*Task*
Return every line from the listing where the word "Some" occurs.

━━━━

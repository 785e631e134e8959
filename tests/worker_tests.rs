//! TaskWorker, spawners, keychain and worker config tests.

use anyhow::{Result, bail};
use serde_json::{Value, json};
use std::fs;
use std::path::{Path, PathBuf};
use std::sync::Arc;

use snowqueue::queue::{
    CONNECTED_APP_SERVICE, ParallelWorker, ProcessSpawner, SharedConfig, SpawnKind, TaskWorker,
    ThreadSpawner, WORKER_CONFIG_SCHEMA_VERSION, WORKER_SUBCOMMAND, WorkerConfig, WorkerKeychain,
};
use snowqueue::tasks::{SLEEP, Task, TaskContext, TaskRegistry};
use snowqueue::{ConnectedApp, OrgConnection, PipelineError, TaskOptions};

struct Echo;

impl Task for Echo {
    fn run(&mut self, ctx: &TaskContext<'_>) -> Result<Option<Value>> {
        ctx.log.info("echoing options");
        let app = ctx
            .keychain
            .get_service(CONNECTED_APP_SERVICE)
            .map(|a| a.client_id.clone())
            .ok();
        Ok(Some(json!({
            "message": ctx.options.get_str("message"),
            "client_id": app,
        })))
    }
}

struct Explode;

impl Task for Explode {
    fn run(&mut self, _ctx: &TaskContext<'_>) -> Result<Option<Value>> {
        bail!("the subtask blew up")
    }
}

struct Panics;

impl Task for Panics {
    fn run(&mut self, _ctx: &TaskContext<'_>) -> Result<Option<Value>> {
        panic!("unexpected state")
    }
}

fn registry() -> Arc<TaskRegistry> {
    let mut registry = TaskRegistry::builtin();
    registry.register("echo", "Echo", |_| Ok(Box::new(Echo)));
    registry.register("explode", "Explode", |_| Ok(Box::new(Explode)));
    registry.register("panics", "Panics", |_| Ok(Box::new(Panics)));
    Arc::new(registry)
}

struct Layout {
    inprogress: PathBuf,
    outbox: PathBuf,
    failures: PathBuf,
}

fn layout(root: &Path) -> Layout {
    let inprogress = root.join("q_inprogress");
    fs::create_dir_all(inprogress.join("1_10")).unwrap();
    Layout {
        inprogress,
        outbox: root.join("q_outbox"),
        failures: root.join("failures"),
    }
}

fn worker_config(root: &Path, task: &str, options: TaskOptions) -> WorkerConfig {
    let dirs = layout(root);
    let org = OrgConnection::sqlite("test", &root.join("org.db"));
    WorkerConfig::new(
        SharedConfig::new(task, org),
        options,
        dirs.inprogress.join("1_10"),
        dirs.outbox,
        dirs.failures,
    )
}

#[test]
fn test_success_moves_job_to_outbox() {
    let tmp = tempfile::tempdir().unwrap();
    let config = worker_config(
        tmp.path(),
        "echo",
        TaskOptions::new().with("message", "hello"),
    );

    TaskWorker::new(config, registry()).run().unwrap();

    let done = tmp.path().join("q_outbox").join("1_10");
    assert!(done.is_dir());
    assert!(!tmp.path().join("q_inprogress").join("1_10").exists());
    let results: Value =
        serde_json::from_str(&fs::read_to_string(done.join("results.json")).unwrap()).unwrap();
    assert_eq!(results["message"], "hello");
    assert_eq!(results["client_id"], Value::Null);

    let log = fs::read_to_string(done.join("Echo.log")).unwrap();
    assert!(log.contains("echoing options"));
    assert!(log.contains("SubTask Success!"));
}

#[test]
fn test_failure_moves_job_to_failures() {
    let tmp = tempfile::tempdir().unwrap();
    let config = worker_config(tmp.path(), "explode", TaskOptions::new());

    let err = TaskWorker::new(config, registry()).run().unwrap_err();
    assert!(err.to_string().contains("the subtask blew up"));

    let failed = tmp.path().join("failures").join("1_10");
    let exception = fs::read_to_string(failed.join("exception.txt")).unwrap();
    assert!(exception.contains("the subtask blew up"));
    assert!(!failed.join("results.json").exists());
    assert!(!tmp.path().join("q_outbox").join("1_10").exists());
    let log = fs::read_to_string(failed.join("Explode.log")).unwrap();
    assert!(log.contains("Failure detected"));
}

#[test]
fn test_panic_is_a_job_failure() {
    let tmp = tempfile::tempdir().unwrap();
    let config = worker_config(tmp.path(), "panics", TaskOptions::new());

    let err = TaskWorker::new(config, registry()).run().unwrap_err();
    assert!(err.to_string().contains("subtask panicked: unexpected state"));
    assert!(
        tmp.path()
            .join("failures")
            .join("1_10")
            .join("exception.txt")
            .is_file()
    );
}

#[test]
fn test_unmovable_success_leaves_exception_behind() {
    let tmp = tempfile::tempdir().unwrap();
    let config = worker_config(tmp.path(), "echo", TaskOptions::new());
    // A file where the outbox directory should be.
    fs::write(tmp.path().join("q_outbox"), "not a directory").unwrap();

    assert!(TaskWorker::new(config, registry()).run().is_err());
    let job = tmp.path().join("q_inprogress").join("1_10");
    assert!(job.join("exception.txt").is_file());
    assert!(job.join("results.json").is_file());
}

#[test]
fn test_bad_options_fail_before_running() {
    let tmp = tempfile::tempdir().unwrap();
    let config = worker_config(
        tmp.path(),
        SLEEP,
        TaskOptions::new().with("seconds", "soon"),
    );

    let err = TaskWorker::new(config, registry()).run().unwrap_err();
    assert!(err.to_string().contains("soon is not a number"));
    assert!(tmp.path().join("failures").join("1_10").is_dir());
}

#[test]
fn test_keychain_offers_only_the_connected_app() {
    let app = ConnectedApp {
        client_id: "client".to_string(),
        client_secret: "secret".to_string(),
        callback_url: None,
    };
    let keychain = WorkerKeychain::new(Some(app.clone()));
    assert_eq!(keychain.get_service(CONNECTED_APP_SERVICE).unwrap(), &app);
    assert!(matches!(
        keychain.get_service("github"),
        Err(PipelineError::ServiceNotConfigured(name)) if name == "github"
    ));

    let empty = WorkerKeychain::new(None);
    assert!(empty.get_service(CONNECTED_APP_SERVICE).is_err());
}

#[test]
fn test_connected_app_reaches_the_task() {
    let tmp = tempfile::tempdir().unwrap();
    let mut config = worker_config(tmp.path(), "echo", TaskOptions::new());
    config.shared.connected_app = Some(ConnectedApp {
        client_id: "client-42".to_string(),
        client_secret: "secret".to_string(),
        callback_url: None,
    });

    TaskWorker::new(config, registry()).run().unwrap();
    let results: Value = serde_json::from_str(
        &fs::read_to_string(tmp.path().join("q_outbox/1_10/results.json")).unwrap(),
    )
    .unwrap();
    assert_eq!(results["client_id"], "client-42");
}

#[test]
fn test_connected_app_debug_hides_secret() {
    let app = ConnectedApp {
        client_id: "client".to_string(),
        client_secret: "hunter2".to_string(),
        callback_url: None,
    };
    let shown = format!("{app:?}");
    assert!(shown.contains("client"));
    assert!(!shown.contains("hunter2"));
}

#[test]
fn test_worker_config_json_round_trip() {
    let tmp = tempfile::tempdir().unwrap();
    let config = worker_config(
        tmp.path(),
        "echo",
        TaskOptions::new().with("message", "hi").with("count", 3),
    );

    let json = config.to_json().unwrap();
    let parsed = WorkerConfig::from_json(&json).unwrap();
    assert_eq!(parsed, config);
    assert_eq!(parsed.schema_version, WORKER_CONFIG_SCHEMA_VERSION);
    assert_eq!(parsed.job_name(), "1_10");
}

#[test]
fn test_worker_config_rejects_other_schema_versions() {
    let tmp = tempfile::tempdir().unwrap();
    let config = worker_config(tmp.path(), "echo", TaskOptions::new());
    let mut raw: Value = serde_json::from_str(&config.to_json().unwrap()).unwrap();
    raw["schema_version"] = json!(WORKER_CONFIG_SCHEMA_VERSION + 1);

    let err = WorkerConfig::from_json(&raw.to_string()).unwrap_err();
    assert!(matches!(
        err.downcast_ref::<PipelineError>(),
        Some(PipelineError::UnsupportedSchemaVersion { .. })
    ));

    raw.as_object_mut().unwrap().remove("schema_version");
    assert!(WorkerConfig::from_json(&raw.to_string()).is_err());
}

#[test]
fn test_thread_spawner_runs_job() {
    let tmp = tempfile::tempdir().unwrap();
    let config = worker_config(
        tmp.path(),
        SLEEP,
        TaskOptions::new().with("seconds", 0),
    );
    let spawner = ThreadSpawner::new(registry());

    let mut worker = ParallelWorker::start(&spawner, config).unwrap();
    assert_eq!(worker.job_name(), "1_10");
    worker.join().unwrap();
    assert!(!worker.is_alive());
    assert!(tmp.path().join("q_outbox").join("1_10").is_dir());
    assert!(worker.terminate().is_err());
}

#[test]
fn test_thread_worker_reports_job_failure_on_join() {
    let tmp = tempfile::tempdir().unwrap();
    let config = worker_config(tmp.path(), "explode", TaskOptions::new());
    let spawner = ThreadSpawner::new(registry());

    let mut worker = ParallelWorker::start(&spawner, config).unwrap();
    assert!(worker.join().is_err());
    assert!(tmp.path().join("failures").join("1_10").is_dir());
}

fn worker_binary() -> ProcessSpawner {
    ProcessSpawner::new(
        PathBuf::from(env!("CARGO_BIN_EXE_snowqueue")),
        vec![WORKER_SUBCOMMAND.to_string()],
    )
}

#[test]
fn test_process_worker_runs_job() {
    let tmp = tempfile::tempdir().unwrap();
    let config = worker_config(tmp.path(), SLEEP, TaskOptions::new().with("seconds", 0));

    let mut worker = ParallelWorker::start(&worker_binary(), config).unwrap();
    worker.join().unwrap();
    assert!(!worker.is_alive());
    let done = tmp.path().join("q_outbox").join("1_10");
    assert!(done.is_dir());
    let log = fs::read_to_string(done.join("Sleep.log")).unwrap();
    assert!(log.contains("SubTask Success!"));
    // Already exited.
    worker.terminate().unwrap();
}

#[test]
fn test_process_worker_failure_lands_in_failures() {
    let tmp = tempfile::tempdir().unwrap();
    // Only built-in tasks exist in a worker process.
    let config = worker_config(tmp.path(), "explode", TaskOptions::new());

    let mut worker = ParallelWorker::start(&worker_binary(), config).unwrap();
    let err = worker.join().unwrap_err();
    assert!(err.to_string().contains("worker process exited with"));
    let failed = tmp.path().join("failures").join("1_10");
    let exception = fs::read_to_string(failed.join("exception.txt")).unwrap();
    assert!(exception.contains("explode"));
    assert!(!tmp.path().join("q_inprogress").join("1_10").exists());
}

#[test]
fn test_spawn_kind_parsing() {
    assert_eq!("thread".parse::<SpawnKind>().unwrap(), SpawnKind::Thread);
    assert_eq!(" Process ".parse::<SpawnKind>().unwrap(), SpawnKind::Process);
    assert!("fork".parse::<SpawnKind>().is_err());
    assert_eq!(SpawnKind::Process.to_string(), "process");
}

━━━━

*Solution to this problem*
        Ok(Some(json!({
    let keychain = WorkerKeychain::new(Some(app.clone()));
    config.shared.connected_app = Some(ConnectedApp {
        Some(PipelineError::UnsupportedSchemaVersion { .. })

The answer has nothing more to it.